А вот письмо от 4 декабря 1909 года:
«Милая моя, возлюбленная моя Ентель! После работы я теперь никуда не хожу, как раньше, а сижу дома. Мне теперь не хочется ходить, мне хочется думать толь¬ко о тебе. Мне так скучно, что ты не можешь себе представить, и сегодня я рассердился, пошел и купил граммофон. Пусть хоть он мне поет о страданиях души моей, Я накупил самые лучшие пластинки, в том числе твоей любимицы Вяльцевой, Вари Паниной, Неждановой, Михайловой и многих других. Если бы ты была с нами, ты, наша царица и волшебница! Я собираюсь отослать тебе несколько хороших книжек из новой литературы, ты, вероятно, поинтересуешься и потом напишешь свои впечатления! Я поставил твой портрет перед собою и мысленно представляю себе, что ты рядом со мною, близко, близко. Я страстно хочу расцеловать тебя, и мне кажется, что грешно теперь быть не там, где ты, что это страшное преступление и перед собою, и перед тобой. Милая, милая девушка! Ты не знаешь, что сделала со мною. Я ей Богу, себя не узнаю, я ни о ком не думаю, только о тебе [....]
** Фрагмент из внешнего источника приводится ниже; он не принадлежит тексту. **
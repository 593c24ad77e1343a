//! Browser terminal bridge.
//!
//! `GET /ws/shell?session_id=…&token=…` upgrades to a WebSocket and bridges
//! the browser to the target agent by speaking SSH on the caller's behalf:
//! the gateway mints an ephemeral keypair, has the CA certify it for the
//! session's principals, and connects to the agent's reverse-SSH server.
//!
//! Frames are JSON text messages:
//!
//! - `{"type": "input", "data": "<base64>"}`: keystrokes to the PTY
//! - `{"type": "output", "data": "<base64>"}`: PTY output
//! - `{"type": "resize", "cols": 120, "rows": 40}`: window change
//!
//! Ordering is strict FIFO per session. Bytes pass through opaquely
//! (base64-wrapped), so UTF-8 sequences split across reads survive; the
//! terminal emulator decodes. Frames over 1 MiB are rejected without
//! terminating the session. Output is chunked at 64 KiB.

use std::sync::Arc;

use axum::extract::ws::{Message, WebSocket};
use axum::extract::{Query, State, WebSocketUpgrade};
use axum::response::Response;
use base64::Engine;
use chrono::Utc;
use futures::StreamExt;
use serde::Deserialize;
use ssh_key::rand_core::OsRng;
use ssh_key::{Algorithm, Certificate, PrivateKey};

use gough_ca::generate_key_id;
use gough_control::tokens::TokenKind;
use gough_control::Subject;
use gough_core::SessionId;
use gough_store::Store;

use crate::error::ApiError;
use crate::state::GatewayState;

const MAX_FRAME_BYTES: usize = 1024 * 1024;
const OUTPUT_CHUNK_BYTES: usize = 64 * 1024;

#[derive(Debug, Deserialize)]
pub(crate) struct ShellWsQuery {
    session_id: SessionId,
    token: String,
}

#[derive(Debug, Deserialize)]
#[serde(tag = "type", rename_all = "snake_case")]
enum ClientFrame {
    Input { data: String },
    Resize { cols: u32, rows: u32 },
}

/// WebSocket upgrade handler for the browser terminal.
///
/// # Errors
///
/// Rejects before upgrade when the token is invalid, the session is not
/// the caller's, or the session is closed or expired.
pub async fn shell_ws<S: Store + 'static>(
    ws: WebSocketUpgrade,
    State(state): State<Arc<GatewayState<S>>>,
    Query(query): Query<ShellWsQuery>,
) -> Result<Response, ApiError> {
    // Browsers cannot set Authorization on WebSocket requests; the access
    // token rides in the query string.
    let claims = state.tokens.verify(&query.token, TokenKind::Access)?;
    let Subject::User(user_id) = Subject::parse(&claims.sub)? else {
        return Err(ApiError::Unauthorized("not a user token".into()));
    };

    let session = state
        .store
        .get_session(&query.session_id)
        .map_err(|e| ApiError::Internal(e.to_string()))?
        .ok_or_else(|| ApiError::NotFound(format!("session {}", query.session_id)))?;

    if session.user_id != user_id {
        return Err(ApiError::Forbidden);
    }
    if session.ended_at.is_some() || session.expires_at <= Utc::now() {
        return Err(ApiError::Conflict("session is not live".into()));
    }

    let agent = state
        .store
        .get_agent(&session.agent_id)
        .map_err(|e| ApiError::Internal(e.to_string()))?
        .ok_or_else(|| ApiError::AgentUnavailable("agent record missing".into()))?;

    let user = state
        .store
        .get_user(&user_id)
        .map_err(|e| ApiError::Internal(e.to_string()))?
        .ok_or_else(|| ApiError::Unauthorized("account missing".into()))?;

    // Principals come from the session's assignment, like the native SSH
    // path.
    let assignment = state
        .store
        .get_assignment(&session.team_id, &session.resource_type, &session.resource_id)
        .map_err(|e| ApiError::Internal(e.to_string()))?;
    let principals: Vec<String> = match assignment {
        Some(a) if !a.shell_principals.is_empty() => a.shell_principals,
        _ => vec!["ubuntu".to_string()],
    };
    let username = principals[0].clone();

    // Ephemeral key for this bridge connection only; never persisted.
    let private_key = PrivateKey::random(&mut OsRng, Algorithm::Ed25519)
        .map_err(|e| ApiError::Internal(e.to_string()))?;
    let public_openssh = private_key
        .public_key()
        .to_openssh()
        .map_err(|e| ApiError::Internal(e.to_string()))?;

    #[allow(clippy::cast_sign_loss)]
    let remaining_s = (session.expires_at - Utc::now()).num_seconds().max(60) as u64;
    let key_id = generate_key_id(&user.email, &session.resource_id, Utc::now());
    let cert_text = state
        .ca
        .sign_session(
            &public_openssh,
            &principals,
            remaining_s,
            &key_id,
            Some(&session.session_id.to_string()),
        )
        .await
        .map_err(gough_control::ControlError::from)?;
    let certificate = Certificate::from_openssh(&cert_text)
        .map_err(|e| ApiError::Internal(e.to_string()))?;

    let host = agent.public_ip.clone();
    let port = agent.rssh_port;
    let session_id = session.session_id;
    let metrics = Arc::clone(&state.metrics);

    Ok(ws.on_upgrade(move |socket| async move {
        metrics.sessions_live.inc();
        if let Err(e) = bridge(socket, &host, port, &username, private_key, certificate).await {
            tracing::warn!(session_id = %session_id, error = %e, "terminal bridge ended with error");
        }
        metrics.sessions_live.dec();
        tracing::info!(session_id = %session_id, "terminal bridge closed");
    }))
}

struct AcceptingClient;

impl russh::client::Handler for AcceptingClient {
    type Error = russh::Error;

    async fn check_server_key(
        &mut self,
        _server_public_key: &russh::keys::PublicKey,
    ) -> Result<bool, Self::Error> {
        // Trust is established by the certificate the agent validates, not
        // by the agent's host key; the bridge connects to addresses the
        // control plane recorded at enrollment.
        Ok(true)
    }
}

async fn bridge(
    socket: WebSocket,
    host: &str,
    port: u16,
    username: &str,
    private_key: PrivateKey,
    certificate: Certificate,
) -> anyhow::Result<()> {
    let config = Arc::new(russh::client::Config::default());
    let mut handle = russh::client::connect(config, (host, port), AcceptingClient).await?;

    let auth = handle
        .authenticate_openssh_cert(username, Arc::new(private_key), certificate)
        .await?;
    if !matches!(auth, russh::client::AuthResult::Success) {
        anyhow::bail!("agent rejected the certificate");
    }

    let mut channel = handle.channel_open_session().await?;
    channel
        .request_pty(false, "xterm-256color", 80, 24, 0, 0, &[])
        .await?;
    channel.request_shell(false).await?;

    let (mut ws_sender, mut ws_receiver) = socket.split();

    loop {
        tokio::select! {
            ws_msg = ws_receiver.next() => {
                match ws_msg {
                    Some(Ok(Message::Text(text))) => {
                        if text.len() > MAX_FRAME_BYTES {
                            // Oversized frames are dropped, not fatal.
                            send_error(&mut ws_sender, "frame too large").await;
                            continue;
                        }
                        match serde_json::from_str::<ClientFrame>(&text) {
                            Ok(ClientFrame::Input { data }) => {
                                let Ok(bytes) =
                                    base64::engine::general_purpose::STANDARD.decode(&data)
                                else {
                                    send_error(&mut ws_sender, "invalid input encoding").await;
                                    continue;
                                };
                                channel.data(&bytes[..]).await?;
                            }
                            Ok(ClientFrame::Resize { cols, rows }) => {
                                channel.window_change(cols, rows, 0, 0).await?;
                            }
                            Err(_) => {
                                send_error(&mut ws_sender, "unrecognized frame").await;
                            }
                        }
                    }
                    Some(Ok(Message::Binary(_))) => {
                        send_error(&mut ws_sender, "binary frames are not accepted").await;
                    }
                    Some(Ok(Message::Close(_))) | None => {
                        channel.close().await.ok();
                        break;
                    }
                    Some(Ok(_)) => {}
                    Some(Err(e)) => {
                        tracing::debug!(error = %e, "websocket read error");
                        channel.close().await.ok();
                        break;
                    }
                }
            }
            ssh_msg = channel.wait() => {
                match ssh_msg {
                    Some(russh::ChannelMsg::Data { data }) => {
                        send_output(&mut ws_sender, &data).await?;
                    }
                    Some(russh::ChannelMsg::ExtendedData { data, .. }) => {
                        send_output(&mut ws_sender, &data).await?;
                    }
                    Some(russh::ChannelMsg::ExitStatus { .. })
                    | Some(russh::ChannelMsg::Eof)
                    | Some(russh::ChannelMsg::Close)
                    | None => {
                        use futures::SinkExt;
                        ws_sender.send(Message::Close(None)).await.ok();
                        break;
                    }
                    Some(_) => {}
                }
            }
        }
    }

    Ok(())
}

async fn send_output(
    sender: &mut futures::stream::SplitSink<WebSocket, Message>,
    data: &[u8],
) -> anyhow::Result<()> {
    use futures::SinkExt;
    // Chunked so a single burst never exceeds the frame budget.
    for chunk in data.chunks(OUTPUT_CHUNK_BYTES) {
        let frame = serde_json::json!({
            "type": "output",
            "data": base64::engine::general_purpose::STANDARD.encode(chunk),
        });
        sender.send(Message::Text(frame.to_string().into())).await?;
    }
    Ok(())
}

async fn send_error(sender: &mut futures::stream::SplitSink<WebSocket, Message>, message: &str) {
    use futures::SinkExt;
    let frame = serde_json::json!({"type": "error", "message": message});
    sender
        .send(Message::Text(frame.to_string().into()))
        .await
        .ok();
}

#[cfg(test)]
mod tests {
    use super::*;

    #[test]
    fn client_frames_parse() {
        let input: ClientFrame =
            serde_json::from_str(r#"{"type":"input","data":"bHMK"}"#).unwrap();
        assert!(matches!(input, ClientFrame::Input { .. }));

        let resize: ClientFrame =
            serde_json::from_str(r#"{"type":"resize","cols":120,"rows":40}"#).unwrap();
        match resize {
            ClientFrame::Resize { cols, rows } => {
                assert_eq!(cols, 120);
                assert_eq!(rows, 40);
            }
            ClientFrame::Input { .. } => panic!("wrong variant"),
        }
    }
}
Из письма от 25 декабря 1909 года:
Милая Ентель!
Пишу тебе это письмо, а в другой комнате поет граммофон романc Вяльцевой: Я хочу, все хочу вам сказать, что вас люблю". Эта бестия вытягивает из меня всю душу. Если бы я мог ее голосом передать тебе всю тоску, всю свою сердечную боль, У меня просто мутнеет ум".
Да... Ни слова хитрости. Все чисто, ясно и так незатейливо красноречиво, что хочется сказать -- поэма. Роман в письмах или что-то в этом роде...
Я ведь не знал их молодыми. В год моего рождения маме было уже сорок пять, отцу - пятьдесят шесть. Старшие дети уже выросли. Был голодный 1928 год .Мама и не думала рожать меня. Врачи говорили - это фибромиома...
Впрочем, после родов она сначала даже расцвела и похорошела, но потом стала быстро сдавать и превращаться в ворчливую старуху, Лишь иногда она еще пела украинские, русские, еврейские песни, с удивительным юмором рассказывала местечковые анекдоты, да вспоминала, как они с отцом ездили в Берлин в свадебное путешествие, как танцевали вальс в саратовском дворянском собрании, а у нее было белое платье с длинным треном, который она поддерживала за специально пришитое серебряное кольцо.
С годами влюбленность отца не проходила. Во время застолий он всегда первый тост поднимал за маму.
-Ах, какая это была женщина,-- сказал он однажды кому-то из гостей, и глаза его подернулись влагой, а голос осекся и смолк.
Осенью сорок первого года, после свадьбы моей старшей сестры, когда убрали скудный стол, а молодые ушли к себе, за фанерную перегородку, меня, мальчика, положили спать в комнате родителей. Я слышал, как среди ночи отец встал, подошел к спящей маме, лег рядом, разбудил ее поцелуем и тяжело задышал, Как в припадке удушья.